Swapping from EF6 to Dapper was one of the best choices we ever made with our pr...

benmorris · on Sept 21, 2019

If I was starting from scratch I would probably use an micro ORM like dapper or in my case I have experience with Petapoco.

There are so many "gotchas" to using EF that I'm not sure if was worth using to begin with (for a complex project at least). 8 years into developing and maintaining a huge ecommerce platform built on EF I think if I started over I would probably not use EF.

celticmusic · on Sept 20, 2019

This is just another take on EAV (https://en.wikipedia.org/wiki/Entity%E2%80%93attribute%E2%80...).

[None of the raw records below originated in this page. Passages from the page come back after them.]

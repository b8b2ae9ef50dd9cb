//! Database connection pool management
//!
//! Uses a sqlx SqlitePool opened read-only. The dataset is provisioned
//! externally; this service never creates or migrates it.

use std::path::Path;

use sqlx::sqlite::{SqliteConnectOptions, SqlitePoolOptions};
use sqlx::SqlitePool;

use super::repos::DbError;

/// Default maximum connections for the pool.
/// Reads only, so a handful is plenty.
const DEFAULT_MAX_CONNECTIONS: u32 = 5;

/// Tables every endpoint depends on
pub const REQUIRED_TABLES: [&str; 2] = ["measurement", "station"];

/// Open a read-only SQLite pool on an existing database file.
///
/// # Errors
///
/// Returns an error if the file does not exist or cannot be opened.
///
/// # Example
///
/// ```ignore
/// let pool = create_pool(Path::new("Resources/hawaii.sqlite")).await?;
/// ```
pub async fn create_pool(path: &Path) -> Result<SqlitePool, sqlx::Error> {
    let options = SqliteConnectOptions::new()
        .filename(path)
        .read_only(true)
        .create_if_missing(false);

    create_pool_with_options(options, DEFAULT_MAX_CONNECTIONS).await
}

/// Create a SQLite connection pool with custom options.
///
/// # Arguments
///
/// * `options` - Connection options (file, mode, pragmas)
/// * `max_connections` - Maximum number of connections in the pool
pub async fn create_pool_with_options(
    options: SqliteConnectOptions,
    max_connections: u32,
) -> Result<SqlitePool, sqlx::Error> {
    SqlitePoolOptions::new()
        .max_connections(max_connections)
        .connect_with(options)
        .await
}

/// Check that the measurement and station tables are present.
///
/// Run once at startup so a wrong file fails fast instead of on first request.
pub async fn verify_schema(pool: &SqlitePool) -> Result<(), DbError> {
    for table in REQUIRED_TABLES {
        let count: i64 = sqlx::query_scalar(
            "SELECT COUNT(*) FROM sqlite_master WHERE type IN ('table', 'view') AND name = ?",
        )
        .bind(table)
        .fetch_one(pool)
        .await?;

        if count == 0 {
            return Err(DbError::MissingTable { table });
        }
        tracing::debug!(table, "schema check passed");
    }

    Ok(())
}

I'm unsure if it's better than the typical way of modeling EAV though, I'd have to think it through.

hdfbdtbcdg · on Sept 20, 2019

I am seriously glad I don't work on this project!

bob1029 · on Sept 20, 2019

Care to elaborate on which aspect noted above is adverse from your perspective? I would be happy to provide more context and explain in more detail some of the reasoning involved in our decisions.

hdfbdtbcdg · on Sept 20, 2019

> Deserializing a JSON blob to/from a column into/from a model containing 1000+ properties in complex nested hierarchies

> complex, rapidly-shifting business models

Your business logic classes have 1000+ properties. And you plan to not migrate them when the schema changes but leave many instances with old versions of the schema sitting in the datastore. Your application logic is going to get nasty!

bob1029 · on Sept 20, 2019

The other aspect here is that the lifetime of these objects is very brief for our application. Typically 10-60 minutes. Schema changes, while breaking, are tolerable along business cycle boundaries.

hdfbdtbcdg · on Sept 21, 2019

Why use SQL at all? It sounds like you needed a key value store?

micksabox · on Sept 20, 2019

Some commenters have asked what kind of business would deploy this kind of technique.

I’ve done it. For MLS syncing software, there are lots of properties, not thousands but can be hundreds. And each MLS RETS has its own Schema, so for any kind of logic portability this is necessary.

Actually, storing the raw data as a blob is a flexibility technique and is a separate concern than the number of fields. As I can’t predict the future set of optimized queries I’ll need, and I don’t want to constantly sync and resync (some MLS will rate limit you), then this way I can store the raw data once, and parse plus update my tables/indexes very quickly.

james_s_tayler · on Sept 20, 2019

I didn't quite understand fully how your solution worked in the end, are you storing the entire object graph as a JSON blob alongside the relational data in the table, or are you simply storing the JSON blob instead of using relational data?

Its difficult for me to picture how Dapper even comes into play when you're doing this trick with the JSON blob.

Why not use NoSQL?

Also 1000+ properties on an object? I know some domains sometimes surface these kind of extreme cases, but is there not an alternative to having 1000 properties in one object?

bob1029 · on Sept 20, 2019

For certain abstractions, we are looking to maintain the state of a business process over time:

The relational concern is the storage of metadata sufficient to locate & retrieve the state. E.g.: integer primary key, name of process, current transition in process, some datetime info, active session id, last user, etc.

The 'non-relational' portion is simply a final 'Json' column per row that contains the actual serialized state. This state model can vary wildly depending on the particular process in play, so by having it serialized we can get a lot of reuse potential out of our solution.

In terms of the models, it's not 1 gigantic class with 1000 properties. Its more like a set of 100+ related models with 5-30 properties each.

james_s_tayler · on Sept 20, 2019

Ah yup, that makes a lot more sense. I can imagine how fun that might be trying to do through EF.

It sounds like a workflow engine. I'm picturing one table that is very generic that tracks "this job id, this workflow type, this stage in workflow, this entity, this state of the entity" and a single job has multiple of those entries over the lifetime of that job execution and the JSON blob is the current state of things, so that you don't have to go and recompute that.

Yeah, it seems like a reasonable choice.

What sticks out to me in a scenario like that is a good CQRS implementation. The write side of it pumps in the history of the job execution, then denormalizers run to project that into a shape amenable to being read by the application.